Ciclopirox and efinaconazole transungual permeation, antifungal activity, and proficiency to induce resistance in Trichophyton rubrum

Onychomycosis is a nail fungal infection, mostly caused by dermatophytes. The treatment efficacy is impaired by difficulties of reaching effective drug levels at the site of infection; frequent relapses occur after cessation of antifungal therapy. The aim of the study was to compare two commercial products containing ciclopirox or efinaconazole for antimycotic activity and antifungal drug resistance.

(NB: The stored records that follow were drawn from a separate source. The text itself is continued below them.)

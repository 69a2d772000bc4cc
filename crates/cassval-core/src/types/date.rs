use crate::error::MalformedValueError;
use serde::{Deserialize, Deserializer, Serialize, Serializer};
use std::{fmt, str::FromStr};
use time::{Date as TimeDate, Duration as TimeDuration, Month};

///
/// Date
///
/// CQL `date`: unsigned day count with 1970-01-01 at 2^31.
///

#[derive(Clone, Copy, Debug, Eq, Hash, Ord, PartialEq, PartialOrd)]
#[repr(transparent)]
pub struct Date(u32);

impl Date {
    pub const EPOCH: Self = Self(1 << 31);
    pub const MIN: Self = Self(u32::MIN);
    pub const MAX: Self = Self(u32::MAX);

    const EPOCH_OFFSET: i64 = 1 << 31;

    const fn epoch_date() -> TimeDate {
        match TimeDate::from_calendar_date(1970, Month::January, 1) {
            Ok(d) => d,
            Err(_) => unreachable!(),
        }
    }

    /// Build from calendar parts, rejecting dates that do not exist.
    pub fn new(year: i32, month: u8, day: u8) -> Result<Self, MalformedValueError> {
        let month = Month::try_from(month)
            .map_err(|_| MalformedValueError::out_of_range("date", format!("month {month}")))?;
        let date = TimeDate::from_calendar_date(year, month, day).map_err(|_| {
            MalformedValueError::out_of_range("date", format!("{year}-{month}-{day}"))
        })?;

        Ok(Self::from_time_date(date))
    }

    #[must_use]
    pub const fn from_raw(days: u32) -> Self {
        Self(days)
    }

    #[must_use]
    pub const fn raw(self) -> u32 {
        self.0
    }

    /// Signed day offset from 1970-01-01.
    #[must_use]
    pub const fn days_since_epoch(self) -> i64 {
        self.0 as i64 - Self::EPOCH_OFFSET
    }

    #[must_use]
    pub fn from_days_since_epoch(days: i64) -> Option<Self> {
        u32::try_from(days + Self::EPOCH_OFFSET).ok().map(Self)
    }

    /// Calendar date, if the day count lies inside the supported year range.
    #[must_use]
    pub fn to_time_date(self) -> Option<TimeDate> {
        Self::epoch_date().checked_add(TimeDuration::days(self.days_since_epoch()))
    }

    /// Parse `yyyy-mm-dd`; month and day may use one or two digits.
    pub fn parse(s: &str) -> Result<Self, MalformedValueError> {
        let err = || MalformedValueError::literal("date", s);

        let mut parts = s.split('-');
        let (Some(y), Some(m), Some(d), None) =
            (parts.next(), parts.next(), parts.next(), parts.next())
        else {
            return Err(err());
        };

        let numeric = |part: &str, max_len: usize| {
            !part.is_empty() && part.len() <= max_len && part.bytes().all(|b| b.is_ascii_digit())
        };
        if y.len() != 4 || !numeric(y, 4) || !numeric(m, 2) || !numeric(d, 2) {
            return Err(err());
        }

        let year = y.parse().map_err(|_| err())?;
        let month = m.parse().map_err(|_| err())?;
        let day = d.parse().map_err(|_| err())?;

        Self::new(year, month, day).map_err(|_| err())
    }

    #[expect(clippy::cast_possible_truncation, clippy::cast_sign_loss)]
    fn from_time_date(date: TimeDate) -> Self {
        let days = (date - Self::epoch_date()).whole_days();
        Self((days + Self::EPOCH_OFFSET) as u32)
    }
}

impl Default for Date {
    fn default() -> Self {
        Self::EPOCH
    }
}

impl fmt::Display for Date {
    fn fmt(&self, f: &mut fmt::Formatter<'_>) -> fmt::Result {
        match self.to_time_date() {
            Some(date) => write!(
                f,
                "{:04}-{:02}-{:02}",
                date.year(),
                u8::from(date.month()),
                date.day()
            ),
            None => write!(f, "{}", self.days_since_epoch()),
        }
    }
}

impl FromStr for Date {
    type Err = MalformedValueError;

    fn from_str(s: &str) -> Result<Self, Self::Err> {
        Self::parse(s)
    }
}

impl Serialize for Date {
    fn serialize<S>(&self, serializer: S) -> Result<S::Ok, S::Error>
    where
        S: Serializer,
    {
        serializer.serialize_str(&self.to_string())
    }
}

impl<'de> Deserialize<'de> for Date {
    fn deserialize<D>(deserializer: D) -> Result<Self, D::Error>
    where
        D: Deserializer<'de>,
    {
        let s = String::deserialize(deserializer)?;
        Self::parse(&s).map_err(|_| serde::de::Error::custom(format!("invalid date: {s}")))
    }
}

A study of permeation and penetration through bovine hoof membranes, as a nail model, was performed to evaluate the antimycotic activity of permeates against clinical isolates of selected fungi, and the frequency of spontaneous in vitro Trichophyton rubrum-resistant strains was assessed by broth microdilution assays. The results suggest that ciclopirox creates a depot in the nail, leading to a gradual release of the drug over time with action on both the nail plate and bed. Conversely, efinaconazole, mildly interacting with nail keratin, mainly exerts its antifungal activity in the nail bed. However, in the case of T. rubrum, the antifungal activities of the drugs in the nail plate seem comparable. Finally, efinaconazole showed a potential for induction of resistance in T. rubrum, which may limit its efficacy over time. Ciclopirox did not show any potential to induce resistance in T. rubrum and appears endowed with a more complete activity than efinaconazole in the management of onychomycosis as the nail keratin is a substrate for the growth of fungal cells, and the availability of drug in large concentration just in the nail bed may not be sufficient to guarantee the complete eradication of pathogens.